[About this exercise] Show each line of the data below that has the string "RawInput" in it.

BEGIN Material to process

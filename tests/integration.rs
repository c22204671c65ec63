//! Integration tests for SegmentForge against fixture artifacts

use segmentforge::model::{CLUSTERS_FILE, PROJECTOR_FILE, REFERENCE_POINTS_FILE, SCALER_FILE};
use segmentforge::{
    ArtifactError, Artifacts, ClusterId, ConfidenceThresholds, ConfidenceTier, FeatureVector,
    RawInput, ScoreResult, SegmentScorer,
};
use std::fs;
use std::path::Path;
use tempfile::TempDir;

const TOLERANCE: f64 = 1e-9;

const SCALER_JSON: &str = r#"{
    "center": [1.5, 4.0, 4.2, 7.5, 2.5, 3.0, 2.0, 2.0, 3.5],
    "scale":  [1.2, 1.0, 1.5, 2.0, 0.8, 1.6, 1.8, 1.4, 1.1]
}"#;

const PROJECTOR_JSON: &str = r#"{
    "mean": [0.1, 0.1, 0.1, 0.1, 0.1, 0.1, 0.1, 0.1, 0.1],
    "components": [
        [0.4, 0.3, 0.3, 0.4, 0.3, 0.3, 0.2, 0.1, -0.1],
        [-0.2, 0.1, 0.1, 0.0, 0.2, 0.5, 0.6, -0.4, 0.1],
        [0.1, -0.3, -0.2, 0.1, 0.0, -0.2, 0.3, 0.4, 0.7]
    ]
}"#;

const CLUSTERS_JSON: &str = r#"{
    "cluster_centers": [
        [-1.0, 0.8, 0.5, 0.7, 0.9, 0.6, 0.9, 0.5, -0.3],
        [1.2, -1.0, -1.1, -0.8, -0.9, -0.5, -1.0, -0.6, 1.0],
        [0.0, 0.0, -0.2, 0.0, 0.0, -1.8, 0.1, 0.8, 0.2],
        [-0.5, 0.6, 0.4, 0.5, 0.6, 0.9, -1.1, -0.2, 0.1]
    ]
}"#;

const REFERENCE_CSV: &str = "id,x,y,z,cluster
101,1.1,0.4,0.2,0
102,-5.2,-2.4,-1.3,1
103,-0.6,-2.0,1.1,2
104,0.3,1.2,-0.9,3
105,0.8,0.7,0.5,0
";

/// Write a complete artifact directory
fn write_artifacts() -> TempDir {
    let dir = TempDir::new().unwrap();
    fs::write(dir.path().join(SCALER_FILE), SCALER_JSON).unwrap();
    fs::write(dir.path().join(PROJECTOR_FILE), PROJECTOR_JSON).unwrap();
    fs::write(dir.path().join(CLUSTERS_FILE), CLUSTERS_JSON).unwrap();
    fs::write(dir.path().join(REFERENCE_POINTS_FILE), REFERENCE_CSV).unwrap();
    dir
}

fn load_fixture() -> (TempDir, Artifacts) {
    let dir = write_artifacts();
    let artifacts = Artifacts::load(dir.path()).unwrap();
    (dir, artifacts)
}

fn example_input() -> RawInput {
    RawInput {
        days_since_last_txn: 5,
        active_days: 100,
        total_amount: 5000.0,
        num_unique_merchants: 20,
        num_chip_txn: 50,
        num_online_txn: 30,
        num_swipe_txn: 20,
    }
}

fn assert_close(actual: f64, expected: f64) {
    assert!(
        (actual - expected).abs() < TOLERANCE,
        "expected {}, got {}",
        expected,
        actual
    );
}

fn score(artifacts: &Artifacts, raw: &RawInput) -> ScoreResult {
    SegmentScorer::new(artifacts, ConfidenceThresholds::default())
        .unwrap()
        .score(raw)
}

#[test]
fn test_golden_example_input() {
    let (_dir, artifacts) = load_fixture();
    let result = score(&artifacts, &example_input());

    assert_eq!(result.num_txn, 100);
    assert_eq!(result.avg_txn_amount, 50.0);
    assert_eq!(result.cluster, ClusterId::MultichannelPowerUsers);
    assert_close(result.distance, 1.5050952226169922);
    assert_eq!(result.confidence, ConfidenceTier::WeakMatch);
    assert_close(result.projection[0], 0.9218890508547792);
    assert_close(result.projection[1], 0.5867039225833096);
    assert_close(result.projection[2], 0.4410501658212266);
}

#[test]
fn test_golden_swipe_only_customer() {
    let (_dir, artifacts) = load_fixture();
    let raw = RawInput {
        days_since_last_txn: 30,
        active_days: 40,
        total_amount: 1500.0,
        num_unique_merchants: 8,
        num_chip_txn: 0,
        num_online_txn: 4,
        num_swipe_txn: 36,
    };
    let result = score(&artifacts, &raw);

    assert_eq!(result.avg_txn_amount, 37.5);
    assert_eq!(result.cluster, ClusterId::SwipeTraditionalists);
    assert_close(result.distance, 1.7549516257257038);
    assert_eq!(result.confidence, ConfidenceTier::WeakMatch);
    assert_eq!(result.label, "Mid-Value Swipe-Only Traditionalists");
}

#[test]
fn test_golden_out_of_distribution_customer() {
    let (_dir, artifacts) = load_fixture();
    let raw = RawInput {
        days_since_last_txn: 200,
        active_days: 3,
        total_amount: 900.0,
        num_unique_merchants: 2,
        num_chip_txn: 0,
        num_online_txn: 0,
        num_swipe_txn: 3,
    };
    let result = score(&artifacts, &raw);

    assert_eq!(result.avg_txn_amount, 300.0);
    assert_eq!(result.cluster, ClusterId::PremiumSpenders);
    assert_close(result.distance, 3.310005307844923);
    assert_eq!(result.confidence, ConfidenceTier::Unreliable);
}

#[test]
fn test_all_zero_input() {
    let (_dir, artifacts) = load_fixture();
    let result = score(&artifacts, &RawInput::default());

    assert_eq!(result.num_txn, 0);
    assert_eq!(result.avg_txn_amount, 0.0);
    assert_eq!(result.cluster, ClusterId::PremiumSpenders);
    assert_close(result.distance, 7.184895935018292);
    assert_close(result.projection[0], -5.806897546897547);
}

#[test]
fn test_assignment_is_minimum_distance() {
    let (_dir, artifacts) = load_fixture();
    let scorer = SegmentScorer::new(&artifacts, ConfidenceThresholds::default()).unwrap();

    for raw in [example_input(), RawInput::default()] {
        let scaled = scorer.standardize(&FeatureVector::from_raw(&raw));
        let distances = artifacts.clusters.distances(&scaled);
        let result = scorer.score(&raw);

        let min = distances.iter().cloned().fold(f64::INFINITY, f64::min);
        let first_min = distances.iter().position(|&d| d == min).unwrap();
        assert_eq!(result.cluster.index(), first_min);
        assert_eq!(result.distance, min);
        assert!(result.cluster.index() < 4);
    }
}

#[test]
fn test_log_transform_applied_before_scaling() {
    let (_dir, artifacts) = load_fixture();
    let scorer = SegmentScorer::new(&artifacts, ConfidenceThresholds::default()).unwrap();
    let features = FeatureVector::from_raw(&example_input());

    let standardized = scorer.standardize(&features);
    let log_then_scale = artifacts.scaler.transform(&features.log1p().as_array());
    let scale_then_log = artifacts
        .scaler
        .transform(&features.as_array())
        .mapv(f64::ln_1p);

    assert_eq!(standardized, log_then_scale);
    assert!((standardized[0] - scale_then_log[0]).abs() > 0.1);
    assert_close(standardized[0], (6.0f64.ln() - 1.5) / 1.2);
}

#[test]
fn test_scoring_is_deterministic() {
    let (_dir, artifacts) = load_fixture();
    let first = score(&artifacts, &example_input());
    let second = score(&artifacts, &example_input());
    assert_eq!(first, second);
}

#[test]
fn test_custom_thresholds() {
    let (_dir, artifacts) = load_fixture();
    let thresholds = ConfidenceThresholds {
        close: 2.0,
        weak: 4.0,
    };
    let result = SegmentScorer::new(&artifacts, thresholds)
        .unwrap()
        .score(&example_input());
    assert_eq!(result.confidence, ConfidenceTier::CloseMatch);
}

#[test]
fn test_reference_points_pass_through() {
    let (_dir, artifacts) = load_fixture();
    let scorer = SegmentScorer::new(&artifacts, ConfidenceThresholds::default()).unwrap();

    let points = scorer.reference_points();
    assert_eq!(points.len(), 5);
    assert_eq!(points[0].id, 101);
    assert_eq!(points[1].cluster, ClusterId::PremiumSpenders);
    assert_eq!((points[4].x, points[4].y, points[4].z), (0.8, 0.7, 0.5));
}

#[test]
fn test_missing_artifact_fails_fast() {
    let dir = write_artifacts();
    fs::remove_file(dir.path().join(PROJECTOR_FILE)).unwrap();

    let result = Artifacts::load(dir.path());
    assert!(matches!(result, Err(ArtifactError::Io { .. })));
}

#[test]
fn test_corrupt_artifact_fails_fast() {
    let dir = write_artifacts();
    fs::write(dir.path().join(SCALER_FILE), "{\"center\": [1.0, 2.0").unwrap();

    let result = Artifacts::load(dir.path());
    assert!(matches!(result, Err(ArtifactError::Parse { .. })));
}

#[test]
fn test_wrong_center_count_fails_fast() {
    let dir = write_artifacts();
    fs::write(
        dir.path().join(CLUSTERS_FILE),
        r#"{"cluster_centers": [[0, 0, 0, 0, 0, 0, 0, 0, 0]]}"#,
    )
    .unwrap();

    let result = Artifacts::load(dir.path());
    assert!(matches!(result, Err(ArtifactError::Shape { .. })));
}

#[test]
fn test_missing_directory_fails_fast() {
    let result = Artifacts::load(Path::new("no/such/artifacts"));
    assert!(result.is_err());
}

#[test]
fn test_result_serializes_to_json() {
    let (_dir, artifacts) = load_fixture();
    let result = score(&artifacts, &example_input());

    let json: serde_json::Value = serde_json::to_value(&result).unwrap();
    assert_eq!(json["cluster"], 0);
    assert_eq!(json["confidence"], "weak_match");
    assert_eq!(json["num_txn"], 100);
    assert_eq!(json["projection"].as_array().unwrap().len(), 3);

    let back: ScoreResult = serde_json::from_value(json).unwrap();
    assert_eq!(back.cluster, result.cluster);
    assert_eq!(back.confidence, result.confidence);
    assert_eq!(back.label, result.label);
}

END Material to process

[Response to the exercise]
    RawInput, ScoreResult, SegmentScorer,
fn example_input() -> RawInput {
    RawInput {
fn score(artifacts: &Artifacts, raw: &RawInput) -> ScoreResult {
    let raw = RawInput {
    let raw = RawInput {
    let result = score(&artifacts, &RawInput::default());
    for raw in [example_input(), RawInput::default()] {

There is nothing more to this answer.